── INPUT RECORDS ──
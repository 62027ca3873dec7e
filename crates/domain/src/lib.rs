//! Domain layer for mapframe
//!
//! Contains the map type catalog: geographic and projected geometry, map
//! items, query result records and domain errors. Conversions between
//! coordinate spaces are pure and never fail.

pub mod entities;
pub mod errors;
pub mod projection;
pub mod value_objects;

pub use entities::*;
pub use errors::DomainError;
pub use value_objects::*;
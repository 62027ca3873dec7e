//! Wire types of the maps server API and their conversion into domain records
//!
//! Every field the service may omit is optional or defaulted so that a sparse
//! payload still parses.

use domain::entities::{
    DirectionsRequest, DirectionsResponse, GeocoderResponse, Place, Route, RouteStep,
    SearchAutocompleteResponse, SearchAutocompleteResult, SearchResponse,
};
use domain::value_objects::{BoundingRegion, Coordinate, TransportType};
use serde::Deserialize;
use tracing::warn;

use crate::error::MapKitError;

/// `/v1/token` response
#[derive(Debug, Deserialize)]
#[serde(rename_all = "camelCase")]
pub(crate) struct RawTokenResponse {
    pub access_token: String,
    pub expires_in_seconds: u64,
}

/// Edge-described display region
#[derive(Debug, Clone, Copy, Deserialize)]
#[serde(rename_all = "camelCase")]
pub(crate) struct RawMapRegion {
    pub north_latitude: f64,
    pub east_longitude: f64,
    pub south_latitude: f64,
    pub west_longitude: f64,
}

impl From<RawMapRegion> for BoundingRegion {
    fn from(raw: RawMapRegion) -> Self {
        Self::new(
            raw.north_latitude,
            raw.east_longitude,
            raw.south_latitude,
            raw.west_longitude,
        )
    }
}

#[derive(Debug, Default, Deserialize)]
#[serde(rename_all = "camelCase", default)]
pub(crate) struct RawStructuredAddress {
    pub administrative_area: Option<String>,
    pub administrative_area_code: Option<String>,
    pub locality: Option<String>,
    pub sub_locality: Option<String>,
    pub thoroughfare: Option<String>,
    pub sub_thoroughfare: Option<String>,
    pub full_thoroughfare: Option<String>,
    pub post_code: Option<String>,
    pub dependent_localities: Vec<String>,
    pub areas_of_interest: Vec<String>,
}

#[derive(Debug, Deserialize)]
#[serde(rename_all = "camelCase")]
pub(crate) struct RawPlace {
    #[serde(default)]
    pub name: Option<String>,
    pub coordinate: Coordinate,
    #[serde(default)]
    pub display_map_region: Option<RawMapRegion>,
    #[serde(default)]
    pub formatted_address_lines: Vec<String>,
    #[serde(default)]
    pub country: Option<String>,
    #[serde(default)]
    pub country_code: Option<String>,
    #[serde(default)]
    pub poi_category: Option<String>,
    #[serde(default)]
    pub structured_address: Option<RawStructuredAddress>,
}

impl From<RawPlace> for Place {
    fn from(raw: RawPlace) -> Self {
        let formatted_address = raw.formatted_address_lines.join(", ");
        let name = raw
            .name
            .or_else(|| raw.formatted_address_lines.first().cloned())
            .unwrap_or_default();
        let address = raw.structured_address.unwrap_or_default();

        Self {
            name,
            coordinate: raw.coordinate,
            formatted_address,
            region: raw
                .display_map_region
                .map(|r| BoundingRegion::from(r).to_coordinate_region()),
            country: raw.country,
            country_code: raw.country_code,
            administrative_area: address.administrative_area,
            administrative_area_code: address.administrative_area_code,
            locality: address.locality,
            sub_locality: address.sub_locality,
            thoroughfare: address.thoroughfare,
            sub_thoroughfare: address.sub_thoroughfare,
            full_thoroughfare: address.full_thoroughfare,
            post_code: address.post_code,
            areas_of_interest: address.areas_of_interest,
            dependent_localities: address.dependent_localities,
            point_of_interest_category: raw.poi_category,
        }
    }
}

/// `/v1/geocode` and `/v1/reverseGeocode` response
#[derive(Debug, Default, Deserialize)]
#[serde(default)]
pub(crate) struct RawPlaceResults {
    pub results: Vec<RawPlace>,
}

impl From<RawPlaceResults> for GeocoderResponse {
    fn from(raw: RawPlaceResults) -> Self {
        Self::new(raw.results.into_iter().map(Place::from).collect())
    }
}

/// `/v1/search` response
#[derive(Debug, Default, Deserialize)]
#[serde(rename_all = "camelCase", default)]
pub(crate) struct RawSearchResponse {
    pub display_map_region: Option<RawMapRegion>,
    pub results: Vec<RawPlace>,
}

impl RawSearchResponse {
    pub fn into_domain(self, query: &str) -> SearchResponse {
        SearchResponse::new(
            query,
            self.results.into_iter().map(Place::from).collect(),
            self.display_map_region.map(BoundingRegion::from),
        )
    }
}

#[derive(Debug, Default, Deserialize)]
#[serde(rename_all = "camelCase", default)]
pub(crate) struct RawAutocompleteResult {
    pub completion_url: Option<String>,
    pub display_lines: Vec<String>,
    pub location: Option<Coordinate>,
}

/// `/v1/searchAutocomplete` response
#[derive(Debug, Default, Deserialize)]
#[serde(default)]
pub(crate) struct RawAutocompleteResponse {
    pub results: Vec<RawAutocompleteResult>,
}

impl RawAutocompleteResponse {
    pub fn into_domain(self, query: &str) -> SearchAutocompleteResponse {
        let results = self
            .results
            .into_iter()
            .map(|r| SearchAutocompleteResult {
                display_lines: r.display_lines,
                coordinate: r.location,
                completion_url: r.completion_url,
            })
            .collect();
        SearchAutocompleteResponse::new(query, results)
    }
}

#[derive(Debug, Deserialize)]
#[serde(rename_all = "camelCase")]
pub(crate) struct RawRoute {
    #[serde(default)]
    pub name: Option<String>,
    #[serde(default)]
    pub distance_meters: f64,
    #[serde(default)]
    pub duration_seconds: f64,
    #[serde(default)]
    pub transport_type: Option<String>,
    #[serde(default)]
    pub step_indexes: Vec<usize>,
    #[serde(default)]
    pub has_tolls: bool,
}

#[derive(Debug, Deserialize)]
#[serde(rename_all = "camelCase")]
pub(crate) struct RawStep {
    pub step_path_index: usize,
    #[serde(default)]
    pub distance_meters: f64,
    #[serde(default)]
    pub duration_seconds: f64,
    #[serde(default)]
    pub instructions: Option<String>,
    #[serde(default)]
    pub transport_type: Option<String>,
}

/// `/v1/directions` response
///
/// Routes reference steps by index, and steps reference their path by index.
#[derive(Debug, Default, Deserialize)]
#[serde(rename_all = "camelCase", default)]
pub(crate) struct RawDirectionsResponse {
    pub routes: Vec<RawRoute>,
    pub steps: Vec<RawStep>,
    pub step_paths: Vec<Vec<Coordinate>>,
}

impl RawDirectionsResponse {
    /// Resolve the index tables into self-contained routes
    ///
    /// # Errors
    ///
    /// Returns `ParseError` if a route or step points outside its table.
    pub fn into_domain(self, request: DirectionsRequest) -> Result<DirectionsResponse, MapKitError> {
        let fallback = request.transport_type;
        let mut routes = Vec::with_capacity(self.routes.len());

        for (index, raw) in self.routes.into_iter().enumerate() {
            let transport_type = parse_transport_type(raw.transport_type.as_deref(), fallback);
            let steps = raw
                .step_indexes
                .iter()
                .map(|&i| {
                    let step = self.steps.get(i).ok_or_else(|| {
                        MapKitError::ParseError(format!("route {index} references missing step {i}"))
                    })?;
                    let path = self.step_paths.get(step.step_path_index).ok_or_else(|| {
                        MapKitError::ParseError(format!(
                            "step {i} references missing path {}",
                            step.step_path_index
                        ))
                    })?;
                    Ok(RouteStep {
                        path: path.clone(),
                        instructions: step.instructions.clone().unwrap_or_default(),
                        distance_meters: step.distance_meters,
                        expected_travel_time_secs: step.duration_seconds,
                        transport_type: parse_transport_type(
                            step.transport_type.as_deref(),
                            transport_type,
                        ),
                    })
                })
                .collect::<Result<Vec<_>, MapKitError>>()?;

            routes.push(Route::from_steps(
                raw.name.unwrap_or_default(),
                raw.distance_meters,
                raw.duration_seconds,
                transport_type,
                raw.has_tolls,
                steps,
            ));
        }

        Ok(DirectionsResponse::new(request, routes))
    }
}

fn parse_transport_type(raw: Option<&str>, fallback: TransportType) -> TransportType {
    raw.map_or(fallback, |value| {
        value.parse().unwrap_or_else(|_| {
            warn!(%value, "Unknown transport type, using request default");
            fallback
        })
    })
}
//! HTTP client for the maps server API
//!
//! Exchanges the host's authorization token for a short-lived access token
//! at `/v1/token`, then calls the geocode, search, autocomplete and
//! directions endpoints with it. Access tokens are cached until shortly
//! before they expire and exchanged again once after a 401.

use std::time::{Duration, Instant};

use async_trait::async_trait;
use domain::entities::{
    DirectionsRequest, DirectionsResponse, GeocoderResponse, RouteEndpoint, SearchAutocompleteResponse,
    SearchResponse,
};
use domain::value_objects::{Coordinate, CoordinateRegion};
use moka::future::Cache;
use reqwest::{Client, Response, StatusCode};
use secrecy::{ExposeSecret, SecretString};
use serde::de::DeserializeOwned;
use tokio::sync::Mutex;
use tracing::{debug, instrument, warn};

use crate::config::MapKitConfig;
use crate::error::MapKitError;
use crate::models::{
    RawAutocompleteResponse, RawDirectionsResponse, RawPlaceResults, RawSearchResponse,
    RawTokenResponse,
};

/// Parameters of a forward geocode call
#[derive(Debug, Clone, Default, PartialEq)]
pub struct GeocodeParams {
    /// Address or place name
    pub query: String,
    /// Result language (BCP 47)
    pub language: Option<String>,
    /// Bias results toward this position
    pub search_location: Option<Coordinate>,
    /// Bias results toward this region
    pub search_region: Option<CoordinateRegion>,
    /// ISO 3166 country codes to restrict results to
    pub limit_to_countries: Vec<String>,
}

/// Parameters of a search or autocomplete call
#[derive(Debug, Clone, PartialEq)]
pub struct SearchParams {
    /// Free-form query
    pub query: String,
    /// Result language (BCP 47)
    pub language: Option<String>,
    /// Bias results toward this position
    pub search_location: Option<Coordinate>,
    /// Bias results toward this region
    pub search_region: Option<CoordinateRegion>,
    /// Include points of interest
    pub include_points_of_interest: bool,
    /// Include addresses
    pub include_addresses: bool,
    /// ISO 3166 country codes to restrict results to
    pub limit_to_countries: Vec<String>,
}

impl Default for SearchParams {
    fn default() -> Self {
        Self {
            query: String::new(),
            language: None,
            search_location: None,
            search_region: None,
            include_points_of_interest: true,
            include_addresses: true,
            limit_to_countries: Vec::new(),
        }
    }
}

/// Trait for maps server API clients
///
/// Every call takes the host's authorization token; implementations handle
/// the access-token exchange themselves.
#[async_trait]
pub trait MapKitClient: Send + Sync {
    /// Resolve an address to places
    async fn geocode(
        &self,
        auth_token: &SecretString,
        params: &GeocodeParams,
    ) -> Result<GeocoderResponse, MapKitError>;

    /// Resolve a position to places
    async fn reverse_geocode(
        &self,
        auth_token: &SecretString,
        coordinate: Coordinate,
        language: Option<&str>,
    ) -> Result<GeocoderResponse, MapKitError>;

    /// Search for places and points of interest
    async fn search(
        &self,
        auth_token: &SecretString,
        params: &SearchParams,
    ) -> Result<SearchResponse, MapKitError>;

    /// Suggest completions for a partial query
    async fn search_autocomplete(
        &self,
        auth_token: &SecretString,
        params: &SearchParams,
    ) -> Result<SearchAutocompleteResponse, MapKitError>;

    /// Compute routes
    async fn directions(
        &self,
        auth_token: &SecretString,
        request: &DirectionsRequest,
        language: Option<&str>,
    ) -> Result<DirectionsResponse, MapKitError>;
}
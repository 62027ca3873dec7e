//! Application-level errors

use domain::DomainError;
use thiserror::Error;

/// Errors delivered through request callbacks and delegates
#[derive(Debug, Clone, Error)]
pub enum ApplicationError {
    /// Domain-level error
    #[error("{0}")]
    Domain(String),

    /// Request parameters were rejected before reaching the engine
    #[error("Validation failed: {0}")]
    Validation(String),

    /// The engine failed to answer
    #[error("External service error: {0}")]
    ExternalService(String),

    /// Rate limit exceeded
    #[error("Rate limit exceeded")]
    RateLimited,

    /// The authorization token was rejected or could not be obtained
    #[error("Not authorized: {0}")]
    NotAuthorized(String),

    /// The request was cancelled before it completed
    #[error("Request cancelled")]
    Cancelled,

    /// Configuration error
    #[error("Configuration error: {0}")]
    Configuration(String),

    /// Internal error
    #[error("Internal error: {0}")]
    Internal(String),
}

impl ApplicationError {
    /// Check if the engine may succeed when asked again
    pub const fn is_retryable(&self) -> bool {
        matches!(self, Self::RateLimited | Self::ExternalService(_))
    }
}

impl From<DomainError> for ApplicationError {
    fn from(err: DomainError) -> Self {
        match err {
            DomainError::ValidationError(msg) | DomainError::InvalidCoordinate(msg) => {
                Self::Validation(msg)
            },
            other => Self::Domain(other.to_string()),
        }
    }
}
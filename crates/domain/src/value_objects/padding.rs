//! Viewport inset margins

use serde::{Deserialize, Serialize};

/// Insets from the edges of the map view, in screen pixels
#[derive(Debug, Clone, Copy, PartialEq, Default, Serialize, Deserialize)]
pub struct Padding {
    top: f64,
    right: f64,
    bottom: f64,
    left: f64,
}

impl Padding {
    /// No padding on any side
    pub const ZERO: Self = Self::new(0.0, 0.0, 0.0, 0.0);

    /// Create padding in CSS order: top, right, bottom, left
    #[must_use]
    pub const fn new(top: f64, right: f64, bottom: f64, left: f64) -> Self {
        Self {
            top,
            right,
            bottom,
            left,
        }
    }

    /// The same inset on all four sides
    #[must_use]
    pub const fn uniform(value: f64) -> Self {
        Self::new(value, value, value, value)
    }

    /// Top inset
    #[must_use]
    pub const fn top(&self) -> f64 {
        self.top
    }

    /// Right inset
    #[must_use]
    pub const fn right(&self) -> f64 {
        self.right
    }

    /// Bottom inset
    #[must_use]
    pub const fn bottom(&self) -> f64 {
        self.bottom
    }

    /// Left inset
    #[must_use]
    pub const fn left(&self) -> f64 {
        self.left
    }

    /// Sum of left and right insets
    #[must_use]
    pub fn horizontal(&self) -> f64 {
        self.left + self.right
    }

    /// Sum of top and bottom insets
    #[must_use]
    pub fn vertical(&self) -> f64 {
        self.top + self.bottom
    }
}

impl From<[f64; 4]> for Padding {
    fn from([top, right, bottom, left]: [f64; 4]) -> Self {
        Self::new(top, right, bottom, left)
    }
}

impl From<Padding> for [f64; 4] {
    fn from(padding: Padding) -> Self {
        [padding.top, padding.right, padding.bottom, padding.left]
    }
}
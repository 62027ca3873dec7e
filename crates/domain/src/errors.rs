//! Domain-level errors

use thiserror::Error;

/// Errors that can occur in the domain layer
#[derive(Debug, Error)]
pub enum DomainError {
    /// Latitude or longitude outside the geographic range
    #[error("Invalid coordinate: {0}")]
    InvalidCoordinate(String),

    /// Entity not found
    #[error("{entity_type} not found: {id}")]
    NotFound { entity_type: String, id: String },

    /// Entity is already a member of the collection
    #[error("{entity_type} already present: {id}")]
    AlreadyPresent { entity_type: String, id: String },

    /// Validation failed
    #[error("Validation failed: {0}")]
    ValidationError(String),

    /// Operation not permitted
    #[error("Operation not permitted: {0}")]
    NotPermitted(String),

    /// A lifecycle transition that the state machine forbids
    #[error("Invalid state transition from {from} to {to}")]
    InvalidStateTransition { from: String, to: String },
}

impl DomainError {
    /// Create a not found error
    pub fn not_found(entity_type: impl Into<String>, id: impl Into<String>) -> Self {
        Self::NotFound {
            entity_type: entity_type.into(),
            id: id.into(),
        }
    }

    /// Create an already present error
    pub fn already_present(entity_type: impl Into<String>, id: impl Into<String>) -> Self {
        Self::AlreadyPresent {
            entity_type: entity_type.into(),
            id: id.into(),
        }
    }
}
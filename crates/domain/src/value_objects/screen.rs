//! Screen-space primitives

use serde::{Deserialize, Serialize};

/// A point or offset in screen pixels, relative to the top-left corner
#[derive(Debug, Clone, Copy, PartialEq, Default, Serialize, Deserialize)]
pub struct ScreenPoint {
    /// Horizontal pixels, growing rightwards
    pub x: f64,
    /// Vertical pixels, growing downwards
    pub y: f64,
}

impl ScreenPoint {
    /// Create a new screen point
    #[must_use]
    pub const fn new(x: f64, y: f64) -> Self {
        Self { x, y }
    }
}

/// Pixel dimensions of the map view
#[derive(Debug, Clone, Copy, PartialEq, Serialize, Deserialize)]
pub struct ViewportSize {
    /// Width in pixels
    pub width: f64,
    /// Height in pixels
    pub height: f64,
}

impl ViewportSize {
    /// Create a new viewport size
    #[must_use]
    pub const fn new(width: f64, height: f64) -> Self {
        Self { width, height }
    }

    /// Center of the viewport
    #[must_use]
    pub fn center(&self) -> ScreenPoint {
        ScreenPoint::new(self.width / 2.0, self.height / 2.0)
    }

    /// Whether both dimensions are positive
    #[must_use]
    pub fn is_drawable(&self) -> bool {
        self.width > 0.0 && self.height > 0.0
    }
}

impl Default for ViewportSize {
    fn default() -> Self {
        Self::new(1024.0, 768.0)
    }
}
───
▶ **WHAT IS EXPECTED**: Could you report every line of the material that contains the string "engine"?

▶ **SOLUTION FOR THIS EXERCISE**:
    /// Request parameters were rejected before reaching the engine
    /// The engine failed to answer
    /// Check if the engine may succeed when asked again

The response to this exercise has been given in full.